Problem description: Using the records below, write out again exactly the lines that begin at the line containing "Ok(toml::to_string_pretty(self)?)" and end at the line containing "matches height order.", and no other lines.

*****

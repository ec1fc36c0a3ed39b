use tracing_subscriber::{EnvFilter, fmt, prelude::*};

/// Install the global subscriber. `RUST_LOG` wins over `default_level`.
///
/// Logs go to stderr so command output on stdout stays pipeable.
pub fn init_tracing(default_level: &str) {
    let filter = EnvFilter::try_from_default_env()
        .or_else(|_| EnvFilter::try_new(default_level))
        .unwrap_or_else(|_| EnvFilter::new("warn"));

    let fmt_layer = fmt::layer()
        .with_writer(std::io::stderr)
        .with_target(false)
        .without_time();

    // a second init (e.g. from tests) is not an error
    let _ = tracing_subscriber::registry()
        .with(filter)
        .with(fmt_layer)
        .try_init();
}
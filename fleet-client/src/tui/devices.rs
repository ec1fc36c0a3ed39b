use chrono::{DateTime, Utc};

use fleet_shared::{application::Application, device::Device};

const RESET: &str = "\x1b[0m";
const BOLD: &str = "\x1b[1m";
const DIM: &str = "\x1b[2m";

const RED: &str = "\x1b[31m";
const GREEN: &str = "\x1b[32m";

fn dim(s: &str) -> String {
    format!("{DIM}{s}{RESET}")
}
fn green(s: &str) -> String {
    format!("{GREEN}{s}{RESET}")
}
fn red(s: &str) -> String {
    format!("{RED}{s}{RESET}")
}
fn bold(s: &str) -> String {
    format!("{BOLD}{s}{RESET}")
}

fn status_badge(online: Option<bool>) -> String {
    match online {
        Some(true) => green("online"),
        Some(false) => red("offline"),
        None => dim("-"),
    }
}

fn visible_len(s: &str) -> usize {
    // strip ANSI CSI sequences: \x1b[ ... m
    let mut n = 0usize;
    let mut chars = s.chars().peekable();
    while let Some(c) = chars.next() {
        if c == '\x1b' && chars.peek() == Some(&'[') {
            chars.next();
            for x in chars.by_ref() {
                if x == 'm' {
                    break;
                }
            }
            continue;
        }
        n += 1;
    }
    n
}

fn pad_cell(s: &str, width: usize) -> String {
    let vis = visible_len(s);
    if vis >= width {
        s.to_string()
    } else {
        format!("{}{}", s, " ".repeat(width - vis))
    }
}

fn row(cells: &[(&str, usize)], tail: &str) -> String {
    let mut out = cells
        .iter()
        .map(|(cell, width)| pad_cell(cell, *width))
        .collect::<Vec<_>>()
        .join(" ");
    out.push(' ');
    out.push_str(tail);
    out
}

pub fn print_devices_table(devices: &[Device]) {
    if devices.is_empty() {
        println!("{}", dim("No devices found"));
        return;
    }

    const WIDTH_UUID: usize = 8;
    const WIDTH_NAME: usize = 20;
    const WIDTH_STATUS: usize = 8;
    const WIDTH_OS: usize = 22;
    const WIDTH_IP: usize = 16;

    println!("{}", bold("Devices"));
    println!(
        "  {}",
        row(
            &[
                (dim("UUID").as_str(), WIDTH_UUID),
                (dim("NAME").as_str(), WIDTH_NAME),
                (dim("STATUS").as_str(), WIDTH_STATUS),
                (dim("OS").as_str(), WIDTH_OS),
                (dim("IP").as_str(), WIDTH_IP),
            ],
            &dim("LAST SEEN"),
        )
    );

    for dev in devices {
        let name = truncate_str(dev.device_name.as_deref().unwrap_or("-"), WIDTH_NAME - 1);
        let os = truncate_str(dev.os_version.as_deref().unwrap_or("-"), WIDTH_OS - 1);
        let ip = dev.ip_address.as_deref().unwrap_or("-");
        let last_seen = dev
            .last_connectivity_event
            .map(format_relative_time)
            .unwrap_or_else(|| "-".to_string());

        println!(
            "  {}",
            row(
                &[
                    (dev.short_uuid(), WIDTH_UUID),
                    (name.as_str(), WIDTH_NAME),
                    (status_badge(dev.is_online).as_str(), WIDTH_STATUS),
                    (os.as_str(), WIDTH_OS),
                    (ip, WIDTH_IP),
                ],
                &last_seen,
            )
        );
    }
}

pub fn print_applications_table(apps: &[Application]) {
    if apps.is_empty() {
        println!("{}", dim("No applications found"));
        return;
    }

    const WIDTH_ID: usize = 8;
    const WIDTH_NAME: usize = 24;

    println!("{}", bold("Applications"));
    println!(
        "  {}",
        row(
            &[(dim("ID").as_str(), WIDTH_ID), (dim("NAME").as_str(), WIDTH_NAME)],
            &dim("DEVICE TYPE"),
        )
    );
    for app in apps {
        let id = app.id.map(|id| id.to_string()).unwrap_or_else(|| "-".into());
        println!(
            "  {}",
            row(
                &[
                    (id.as_str(), WIDTH_ID),
                    (truncate_str(app.display_name(), WIDTH_NAME - 1).as_str(), WIDTH_NAME),
                ],
                app.device_type.as_deref().unwrap_or("-"),
            )
        );
    }
}

pub fn print_device_info(device: &Device, application: Option<&Application>) {
    println!(
        "{} {}",
        "Device",
        bold(device.device_name.as_deref().unwrap_or("-"))
    );
    for (label, value) in device_info_lines(device, application) {
        println!("  {} {}", pad_cell(&dim(label), 14), value);
    }
}

fn device_info_lines(
    device: &Device,
    application: Option<&Application>,
) -> Vec<(&'static str, String)> {
    let or_dash = |v: Option<&str>| v.unwrap_or("-").to_string();
    vec![
        ("ID", device.id.map(|id| id.to_string()).unwrap_or_else(|| "-".into())),
        ("UUID", or_dash(device.uuid.as_deref())),
        ("STATUS", or_dash(device.status.as_deref())),
        ("ONLINE", status_badge(device.is_online)),
        ("OS", or_dash(device.os_version.as_deref())),
        ("IP", or_dash(device.ip_address.as_deref())),
        (
            "LAST SEEN",
            device
                .last_connectivity_event
                .map(format_relative_time)
                .unwrap_or_else(|| "-".to_string()),
        ),
        (
            "APPLICATION",
            application
                .map(|app| app.display_name().to_string())
                .unwrap_or_else(|| "N/a".to_string()),
        ),
    ]
}

/// Truncate a string to max length, adding "..." if truncated
fn truncate_str(s: &str, max: usize) -> String {
    if s.chars().count() > max {
        format!("{}...", s.chars().take(max - 3).collect::<String>())
    } else {
        s.to_string()
    }
}

/// Format a timestamp as relative time (e.g., "2 min ago", "3 days ago")
fn format_relative_time(time: DateTime<Utc>) -> String {
    format_relative_to(time, Utc::now())
}

fn format_relative_to(time: DateTime<Utc>, now: DateTime<Utc>) -> String {
    let duration = now.signed_duration_since(time);

    let secs = duration.num_seconds();
    if secs < 0 {
        return "just now".to_string();
    }
    if secs < 60 {
        return format!("{} sec ago", secs);
    }

    let mins = duration.num_minutes();
    if mins < 60 {
        return format!("{} min ago", mins);
    }

    let hours = duration.num_hours();
    if hours < 24 {
        return format!("{} hour{} ago", hours, if hours == 1 { "" } else { "s" });
    }

    let days = duration.num_days();
    if days < 30 {
        return format!("{} day{} ago", days, if days == 1 { "" } else { "s" });
    }

    let months = days / 30;
    if months < 12 {
        return format!("{} month{} ago", months, if months == 1 { "" } else { "s" });
    }

    let years = days / 365;
    format!("{} year{} ago", years, if years == 1 { "" } else { "s" })
}
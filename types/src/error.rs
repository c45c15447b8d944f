//! Errors raised while constructing or parsing core types.

use thiserror::Error;

#[derive(Debug, Error, PartialEq, Eq)]
pub enum TypesError {
    #[error("invalid hex string: {0}")]
    InvalidHex(String),

    #[error("invalid length: expected {expected} bytes, got {actual}")]
    InvalidLength { expected: usize, actual: usize },
}
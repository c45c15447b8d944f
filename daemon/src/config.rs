//! CLI configuration with TOML file support.

use std::path::{Path, PathBuf};

use serde::{Deserialize, Serialize};

use rewind_store_lmdb::DEFAULT_MAP_SIZE;
use rewind_utils::LogFormat;

/// Name of the config file looked up under the home directory when
/// `--config` is not given.
pub const DEFAULT_CONFIG_FILE: &str = "config/rewind.toml";

#[derive(Debug, thiserror::Error)]
pub enum ConfigError {
    #[error("failed to read config file {path}: {source}")]
    Read {
        path: PathBuf,
        #[source]
        source: std::io::Error,
    },
    #[error("invalid config: {0}")]
    Parse(#[from] toml::de::Error),
    #[error("failed to serialize config: {0}")]
    Serialize(#[from] toml::ser::Error),
}

/// Where the node's stores and validator files live.
///
/// Relative paths are resolved against the home directory by
/// [`RewindConfig::resolve`].
#[derive(Clone, Debug, PartialEq, Serialize, Deserialize)]
pub struct RewindConfig {
    /// Directory holding the `state` and `blockstore` environments.
    #[serde(default = "default_data_dir")]
    pub data_dir: PathBuf,

    /// Validator key file (JSON).
    #[serde(default = "default_key_file")]
    pub priv_validator_key_file: PathBuf,

    /// Validator last-sign-state file (JSON).
    #[serde(default = "default_state_file")]
    pub priv_validator_state_file: PathBuf,

    /// LMDB map size in bytes for both environments.
    #[serde(default = "default_map_size")]
    pub map_size: usize,

    /// Log format: "human" or "json".
    #[serde(default)]
    pub log_format: LogFormat,

    /// Log level filter: "trace", "debug", "info", "warn", "error".
    #[serde(default = "default_log_level")]
    pub log_level: String,
}

fn default_data_dir() -> PathBuf {
    PathBuf::from("data")
}

fn default_key_file() -> PathBuf {
    PathBuf::from("config/priv_validator_key.json")
}

fn default_state_file() -> PathBuf {
    PathBuf::from("data/priv_validator_state.json")
}

fn default_map_size() -> usize {
    DEFAULT_MAP_SIZE
}

fn default_log_level() -> String {
    "info".into()
}

/// Absolute locations derived from a config and a home directory.
#[derive(Clone, Debug, PartialEq, Eq)]
pub struct NodePaths {
    pub state_dir: PathBuf,
    pub block_dir: PathBuf,
    pub key_file: PathBuf,
    pub state_file: PathBuf,
}

impl RewindConfig {
    /// Load configuration from a TOML file.
    pub fn from_toml_file(path: &Path) -> Result<Self, ConfigError> {
        let content = std::fs::read_to_string(path).map_err(|source| ConfigError::Read {
            path: path.to_path_buf(),
            source,
        })?;
        Self::from_toml_str(&content)
    }

    /// Parse configuration from a TOML string.
    pub fn from_toml_str(s: &str) -> Result<Self, ConfigError> {
        Ok(toml::from_str(s)?)
    }

    pub fn to_toml_string(&self) -> Result<String, ConfigError> {
        Ok(toml::to_string_pretty(self)?)
    }

    /// Load `explicit` if given, else `<home>/config/rewind.toml` if it
    /// exists, else defaults.
    pub fn load(home: &Path, explicit: Option<&Path>) -> Result<Self, ConfigError> {
        match explicit {
            Some(path) => Self::from_toml_file(path),
            None => {
                let implicit = home.join(DEFAULT_CONFIG_FILE);
                if implicit.is_file() {
                    Self::from_toml_file(&implicit)
                } else {
                    Ok(Self::default())
                }
            }
        }
    }

    pub fn resolve(&self, home: &Path) -> NodePaths {
        let data_dir = rooted(home, &self.data_dir);
        NodePaths {
            state_dir: data_dir.join("state"),
            block_dir: data_dir.join("blockstore"),
            key_file: rooted(home, &self.priv_validator_key_file),
            state_file: rooted(home, &self.priv_validator_state_file),
        }
    }
}

impl Default for RewindConfig {
    fn default() -> Self {
        Self {
            data_dir: default_data_dir(),
            priv_validator_key_file: default_key_file(),
            priv_validator_state_file: default_state_file(),
            map_size: default_map_size(),
            log_format: LogFormat::default(),
            log_level: default_log_level(),
        }
    }
}

fn rooted(home: &Path, path: &Path) -> PathBuf {
    if path.is_absolute() {
        path.to_path_buf()
    } else {
        home.join(path)
    }
}
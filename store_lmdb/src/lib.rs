//! LMDB storage backend.
//!
//! Implements `StateStore` and `BlockStore` from `rewind-store` using the
//! `heed` LMDB bindings. The two stores live in separate environments, as a
//! node keeps them in separate directories and writes them independently.
//! Records are bincode-encoded; heights are big-endian keys so cursor order
//! matches height order.

pub mod block;
pub mod environment;
pub mod error;
pub mod state;

pub use block::LmdbBlockStore;
pub use environment::{open_env, DEFAULT_MAP_SIZE, SCHEMA_VERSION};
pub use error::LmdbError;
pub use state::LmdbStateStore;

use rewind_types::Height;

pub(crate) fn height_key(height: Height) -> [u8; 8] {
    height.to_be_bytes()
}

pub(crate) fn key_height(key: &[u8]) -> Result<Height, LmdbError> {
    let arr: [u8; 8] = key
        .try_into()
        .map_err(|_| LmdbError::Serialization("invalid height key length".into()))?;
    Ok(Height::from_be_bytes(arr))
}

pub(crate) fn encode<T: serde::Serialize>(value: &T) -> Result<Vec<u8>, LmdbError> {
    bincode::serialize(value).map_err(|e| LmdbError::Serialization(e.to_string()))
}

pub(crate) fn decode<T: serde::de::DeserializeOwned>(bytes: &[u8]) -> Result<T, LmdbError> {
    bincode::deserialize(bytes).map_err(|e| LmdbError::Serialization(e.to_string()))
}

*****

Answer to this problem:
        Ok(toml::to_string_pretty(self)?)
    }

    /// Load `explicit` if given, else `<home>/config/rewind.toml` if it
    /// exists, else defaults.
    pub fn load(home: &Path, explicit: Option<&Path>) -> Result<Self, ConfigError> {
        match explicit {
            Some(path) => Self::from_toml_file(path),
            None => {
                let implicit = home.join(DEFAULT_CONFIG_FILE);
                if implicit.is_file() {
                    Self::from_toml_file(&implicit)
                } else {
                    Ok(Self::default())
                }
            }
        }
    }

    pub fn resolve(&self, home: &Path) -> NodePaths {
        let data_dir = rooted(home, &self.data_dir);
        NodePaths {
            state_dir: data_dir.join("state"),
            block_dir: data_dir.join("blockstore"),
            key_file: rooted(home, &self.priv_validator_key_file),
            state_file: rooted(home, &self.priv_validator_state_file),
        }
    }
}

impl Default for RewindConfig {
    fn default() -> Self {
        Self {
            data_dir: default_data_dir(),
            priv_validator_key_file: default_key_file(),
            priv_validator_state_file: default_state_file(),
            map_size: default_map_size(),
            log_format: LogFormat::default(),
            log_level: default_log_level(),
        }
    }
}

fn rooted(home: &Path, path: &Path) -> PathBuf {
    if path.is_absolute() {
        path.to_path_buf()
    } else {
        home.join(path)
    }
}
filename store_lmdb/src/lib.rs
//! LMDB storage backend.
//!
//! Implements `StateStore` and `BlockStore` from `rewind-store` using the
//! `heed` LMDB bindings. The two stores live in separate environments, as a
//! node keeps them in separate directories and writes them independently.
//! Records are bincode-encoded; heights are big-endian keys so cursor order
//! matches height order.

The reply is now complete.